And the Walls Come Tumbling Down


They’re tearing down my old high school next week. Today, there is an auction, where “everything must go!” and they’ll gut the building to the bare walls. When they get to Mrs. Alexander’s classroom, I hope they don’t find Rick Landy’s squirt gun behind the heater. High school teachers have super powers to infinity and he could still get detention. (It may have his name on it. His mom was pretty thorough.)

Hubbard has three schools and they’re all being torn down this year and a brand new montage of buildings is being built on a new campus. I lived my whole life in Hubbard and went to all three of those school buildings. There is hardly a nook or a cranny in all of those schools that I haven’t been in, even in the old Roosevelt Elementary, which was a lot like Hogwarts with all of its secret passageways and underground lairs.

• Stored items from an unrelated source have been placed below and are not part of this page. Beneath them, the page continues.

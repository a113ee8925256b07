//! Signal extractor - structured trade signals from free-text channel messages
//!
//! - `extraction`: the pure engine (patterns, matcher, scorer, validator)
//! - `storage`: CSV and JSON-lines sinks for outcomes
//! - `feed` / `pipeline`: message input and the concurrent runner

pub mod config;
pub mod extraction;
pub mod feed;
pub mod pipeline;
pub mod storage;

pub use extraction::{ExtractionOutcome, ExtractorBuilder, SignalExtractor};
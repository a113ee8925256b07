//! Output sinks for extraction outcomes
//!
//! Accepted signals and failures go to separate append-only files. The engine
//! never writes; the runner routes each outcome to the matching sink.

pub mod csv_writer;
pub mod error_log;

use crate::extraction::{ExtractionFailure, Signal};
use anyhow::Result;

pub use csv_writer::CsvSignalWriter;
pub use error_log::JsonlFailureLog;

/// Destination for accepted signals
#[cfg_attr(test, mockall::automock)]
pub trait SignalSink: Send {
    fn write_signal(&mut self, signal: &Signal) -> Result<()>;
}

/// Destination for rejected messages
#[cfg_attr(test, mockall::automock)]
pub trait FailureSink: Send {
    fn write_failure(&mut self, failure: &ExtractionFailure) -> Result<()>;
}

I lived next door to Roosevelt, in the big white house on Stewart Avenue, from birth to eighth grade.  In the summers especially, my friends and I hung out at the school from sun-up until the 9 o’clock whistle blew. This was in the early 1960s before the invention of organized sports and day camps. When we got bored, we would try to open the doors to the gym, but they were chained on the inside. Once we got extremely bored and discovered we were skinny enough to fit through the narrow opening. Some of us slipped in the door and walked around the school in the summer, which was a thrill in and of itself. I’m not mentioning any names, because of the possible detention.

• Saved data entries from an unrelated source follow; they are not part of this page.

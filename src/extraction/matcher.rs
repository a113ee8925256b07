//! Pattern Matcher
//!
//! Runs every field's pattern list over a message and normalizes the captures
//! into a [`CandidateFields`]. Absence of a match is never an error.

use super::models::{CandidateFields, Direction, EntryPrice, PipTargets};
use super::normalize::{self, SymbolAliases};
use super::patterns::PatternLibrary;
use log::debug;
use std::sync::Arc;

/// Keywords that make a message worth a full extraction attempt
const SIGNAL_KEYWORDS: &[&str] = &["buy", "sell", "entry", "tp", "sl", "stop", "target"];

#[derive(Debug, Clone)]
pub struct PatternMatcher {
    library: Arc<PatternLibrary>,
    aliases: SymbolAliases,
}

impl PatternMatcher {
    pub fn new(library: Arc<PatternLibrary>, aliases: SymbolAliases) -> Self {
        Self { library, aliases }
    }

    /// Cheap keyword gate; false positives are expected and handled downstream
    pub fn is_signal(&self, text: &str) -> bool {
        let lowered = text.to_lowercase();
        SIGNAL_KEYWORDS.iter().any(|keyword| lowered.contains(keyword))
    }

    /// Extract every field the library recognizes in `text`
    pub fn match_fields(&self, text: &str) -> CandidateFields {
        let mut fields = CandidateFields {
            symbol: self.extract_symbol(text),
            direction: self.extract_direction(text),
            entry: self.extract_entry(text),
            stop_loss: self.extract_stop_loss(text),
            take_profits: self.extract_take_profits(text),
            ..CandidateFields::default()
        };

        if fields.take_profits.is_empty() {
            fields.take_profit_pips = self.extract_take_profit_pips(text);
            if let Some(levels) = derive_pip_take_profits(&fields) {
                debug!("Derived take profits from pips: {:?}", levels);
                fields.take_profits = levels;
                fields.take_profits_derived = true;
            }
        }

        fields
    }

    pub fn extract_symbol(&self, text: &str) -> Option<String> {
        let (symbol, pattern) = self
            .library
            .symbol
            .first(text, |caps| Some(self.aliases.normalize(caps[0])))?;
        debug!("Extracted symbol {} via '{}'", symbol, pattern);
        Some(symbol)
    }

    pub fn extract_direction(&self, text: &str) -> Option<Direction> {
        let (direction, pattern) = self
            .library
            .direction
            .first(text, |caps| normalize::parse_direction(caps[0]))?;
        debug!("Extracted direction {} via '{}'", direction, pattern);
        Some(direction)
    }

    /// Range shapes are tried before single-price shapes
    pub fn extract_entry(&self, text: &str) -> Option<EntryPrice> {
        if let Some((entry, pattern)) = self
            .library
            .entry_range
            .first(text, |caps| normalize::parse_entry_range(caps[0], caps[1]))
        {
            debug!("Extracted entry range {:?} via '{}'", entry, pattern);
            return Some(entry);
        }

        let (price, pattern) = self
            .library
            .entry_single
            .first(text, |caps| normalize::parse_price(caps[0]))?;
        debug!("Extracted single entry {} via '{}'", price, pattern);
        Some(EntryPrice::Single(price))
    }

    pub fn extract_stop_loss(&self, text: &str) -> Option<f64> {
        let (price, pattern) = self
            .library
            .stop_loss
            .first(text, |caps| normalize::parse_price(caps[0]))?;
        debug!("Extracted stop loss {} via '{}'", price, pattern);
        Some(price)
    }

    /// Take-profits ordered by their written index; gaps stay gaps
    pub fn extract_take_profits(&self, text: &str) -> Vec<f64> {
        let numbered = self.library.take_profit.all_of_first(text, |caps| {
            Some((
                normalize::parse_take_profit_index(caps[0])?,
                normalize::parse_price(caps[1])?,
            ))
        });

        let (mut levels, pattern) = match numbered {
            Some(found) => found,
            None => {
                let Some((prices, pattern)) = self
                    .library
                    .take_profit_single
                    .all_of_first(text, |caps| normalize::parse_price(caps[0]))
                else {
                    return Vec::new();
                };
                let levels = (1u32..).zip(prices).collect::<Vec<_>>();
                (levels, pattern)
            }
        };

        // Stable sort keeps the first occurrence ahead of a repeated index
        levels.sort_by_key(|(index, _)| *index);
        levels.dedup_by_key(|(index, _)| *index);

        debug!("Extracted take profits {:?} via '{}'", levels, pattern);
        levels.into_iter().map(|(_, price)| price).collect()
    }

    pub fn extract_take_profit_pips(&self, text: &str) -> Option<PipTargets> {
        let (pips, pattern) = self
            .library
            .take_profit_pips
            .first(text, |caps| normalize::parse_pips(caps[0], caps.get(1).copied()))?;
        debug!("Extracted take profit pips {:?} via '{}'", pips, pattern);
        Some(pips)
    }
}

/// Absolute take-profits for a pips-only message
///
/// Distances run from the entry bound the validator checks targets against
/// (range high for BUY, range low for SELL), so derived levels clear the zone.
fn derive_pip_take_profits(fields: &CandidateFields) -> Option<Vec<f64>> {
    let pips = fields.take_profit_pips?;
    let entry = fields.entry?;
    let direction = fields.direction?;
    let symbol = fields.symbol.as_deref().unwrap_or("XAUUSD");
    Some(normalize::take_profits_from_pips(
        entry.target_reference(direction),
        direction,
        pips,
        symbol,
    ))
}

One summer, my sister Kathy had a job in the school library and she took me along to help set up the library for the year. I’m sure I was no help at all, but I spent a lot of time wandering around the school pretending like I lived in a school.

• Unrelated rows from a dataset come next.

//! Data types flowing through the extraction engine
//!
//! `CandidateFields` is the per-call working state built by the matcher.
//! `Signal` and `ExtractionFailure` are the only values handed back to callers.

use chrono::{DateTime, Utc};
use serde::{Deserialize, Serialize};
use std::fmt;

/// Provenance metadata supplied with every message
#[derive(Debug, Clone, PartialEq, Serialize, Deserialize)]
pub struct MessageMeta {
    pub message_id: i64,
    pub channel_id: String,
    pub posted_at: DateTime<Utc>,
}

impl MessageMeta {
    pub fn new(message_id: i64, channel_id: impl Into<String>, posted_at: DateTime<Utc>) -> Self {
        Self {
            message_id,
            channel_id: channel_id.into(),
            posted_at,
        }
    }
}

/// A chat message as delivered by the feed
#[derive(Debug, Clone, PartialEq, Serialize, Deserialize)]
pub struct RawMessage {
    #[serde(flatten)]
    pub meta: MessageMeta,
    pub text: String,
}

/// Trade direction
#[derive(Debug, Clone, Copy, PartialEq, Eq, Hash, Serialize, Deserialize)]
#[serde(rename_all = "UPPERCASE")]
pub enum Direction {
    Buy,
    Sell,
}

impl Direction {
    pub fn as_str(&self) -> &'static str {
        match self {
            Direction::Buy => "BUY",
            Direction::Sell => "SELL",
        }
    }
}

impl fmt::Display for Direction {
    fn fmt(&self, f: &mut fmt::Formatter<'_>) -> fmt::Result {
        f.write_str(self.as_str())
    }
}

/// Entry price: a single level or an ordered zone
#[derive(Debug, Clone, Copy, PartialEq, Serialize, Deserialize)]
#[serde(rename_all = "snake_case")]
pub enum EntryPrice {
    Single(f64),
    Range { min: f64, max: f64 },
}

impl EntryPrice {
    /// Build an entry from two prices in any written order.
    ///
    /// Equal bounds collapse to `Single` so a `Range` always has `min < max`.
    pub fn from_pair(a: f64, b: f64) -> Self {
        if a == b {
            EntryPrice::Single(a)
        } else {
            EntryPrice::Range {
                min: a.min(b),
                max: a.max(b),
            }
        }
    }

    pub fn low(&self) -> f64 {
        match *self {
            EntryPrice::Single(price) => price,
            EntryPrice::Range { min, .. } => min,
        }
    }

    pub fn high(&self) -> f64 {
        match *self {
            EntryPrice::Single(price) => price,
            EntryPrice::Range { max, .. } => max,
        }
    }

    pub fn midpoint(&self) -> f64 {
        (self.low() + self.high()) / 2.0
    }

    /// Bound a stop-loss must clear: the low edge for BUY, the high edge for SELL
    pub fn stop_reference(&self, direction: Direction) -> f64 {
        match direction {
            Direction::Buy => self.low(),
            Direction::Sell => self.high(),
        }
    }

    /// Bound every take-profit must clear: the high edge for BUY, the low edge for SELL
    pub fn target_reference(&self, direction: Direction) -> f64 {
        match direction {
            Direction::Buy => self.high(),
            Direction::Sell => self.low(),
        }
    }
}

/// Take-profit distance expressed in pips, e.g. "TP 30-100pips"
#[derive(Debug, Clone, Copy, PartialEq, Eq, Serialize, Deserialize)]
pub struct PipTargets {
    pub near: u32,
    pub far: Option<u32>,
}

/// Fields captured from one message; every field may be absent
#[derive(Debug, Clone, Default, PartialEq, Serialize, Deserialize)]
pub struct CandidateFields {
    pub symbol: Option<String>,
    pub direction: Option<Direction>,
    pub entry: Option<EntryPrice>,
    pub stop_loss: Option<f64>,
    pub take_profits: Vec<f64>,
    #[serde(skip_serializing_if = "Option::is_none")]
    pub take_profit_pips: Option<PipTargets>,
    /// True when `take_profits` were computed from `take_profit_pips`
    #[serde(default)]
    pub take_profits_derived: bool,
}

impl CandidateFields {
    pub fn is_empty(&self) -> bool {
        self.symbol.is_none()
            && self.direction.is_none()
            && self.entry.is_none()
            && self.stop_loss.is_none()
            && self.take_profits.is_empty()
            && self.take_profit_pips.is_none()
    }
}

/// Why an extraction was rejected
#[derive(Debug, Clone, Copy, PartialEq, Eq, Hash, PartialOrd, Ord, Serialize, Deserialize)]
#[serde(rename_all = "snake_case")]
pub enum ErrorKind {
    NoPatternMatch,
    MissingRequiredField,
    PriceLogicViolation,
    SymbolNotAdmissible,
    ConfidenceBelowThreshold,
}

impl fmt::Display for ErrorKind {
    fn fmt(&self, f: &mut fmt::Formatter<'_>) -> fmt::Result {
        let name = match self {
            ErrorKind::NoPatternMatch => "no_pattern_match",
            ErrorKind::MissingRequiredField => "missing_required_field",
            ErrorKind::PriceLogicViolation => "price_logic_violation",
            ErrorKind::SymbolNotAdmissible => "symbol_not_admissible",
            ErrorKind::ConfidenceBelowThreshold => "confidence_below_threshold",
        };
        f.write_str(name)
    }
}

/// A validated trade instruction
#[derive(Debug, Clone, PartialEq, Serialize, Deserialize)]
pub struct Signal {
    pub message_id: i64,
    pub channel_id: String,
    pub posted_at: DateTime<Utc>,
    pub symbol: String,
    pub direction: Direction,
    pub entry: EntryPrice,
    pub stop_loss: Option<f64>,
    pub take_profits: Vec<f64>,
    pub confidence: f64,
    pub notes: Option<String>,
    pub extracted_at: DateTime<Utc>,
}

impl Signal {
    /// Take-profit by 1-based level, as written in "tp1", "tp2", ...
    pub fn take_profit(&self, level: usize) -> Option<f64> {
        level
            .checked_sub(1)
            .and_then(|idx| self.take_profits.get(idx))
            .copied()
    }
}

/// A rejected message with everything needed to diagnose it
#[derive(Debug, Clone, PartialEq, Serialize, Deserialize)]
pub struct ExtractionFailure {
    pub message_id: i64,
    pub channel_id: String,
    pub posted_at: DateTime<Utc>,
    pub raw_text: String,
    pub fields: CandidateFields,
    #[serde(rename = "error_kind")]
    pub kind: ErrorKind,
    pub reason: String,
    pub occurred_at: DateTime<Utc>,
}

/// Result of one `extract` call
#[derive(Debug, Clone, PartialEq, Serialize, Deserialize)]
#[serde(tag = "outcome", rename_all = "snake_case")]
pub enum ExtractionOutcome {
    Signal(Signal),
    Failure(ExtractionFailure),
}

impl ExtractionOutcome {
    pub fn is_signal(&self) -> bool {
        matches!(self, ExtractionOutcome::Signal(_))
    }

    pub fn signal(&self) -> Option<&Signal> {
        match self {
            ExtractionOutcome::Signal(signal) => Some(signal),
            ExtractionOutcome::Failure(_) => None,
        }
    }

    pub fn failure(&self) -> Option<&ExtractionFailure> {
        match self {
            ExtractionOutcome::Signal(_) => None,
            ExtractionOutcome::Failure(failure) => Some(failure),
        }
    }
}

Also I was a major brown-nose, so as a student there, I was sent into the deep crevices of the building with notes for other teachers or to use the electric eraser-emptier-outer (which was like a giant vibrator for erasers) in the basement. The Roosevelt School basement is a lot like I imagine the Vatican catacombs to be. It was made out of giant slabs of rock and everything was always wet.

The middle school and high school were modern marvels in comparison. I have some strong memories of both of those schools, too. How can I not? School was where everything happened back then: Love, hate, friendship, inspiration, work, play, happiness, sorrow. We were raised in those buildings. If I made a list of every memory I have, about 90 percent of them take place in one of those schools.

At today’s auction, I hope some of my friends are able to get some cool stuff. If you find the squirt gun, I’ll give you $5 for it.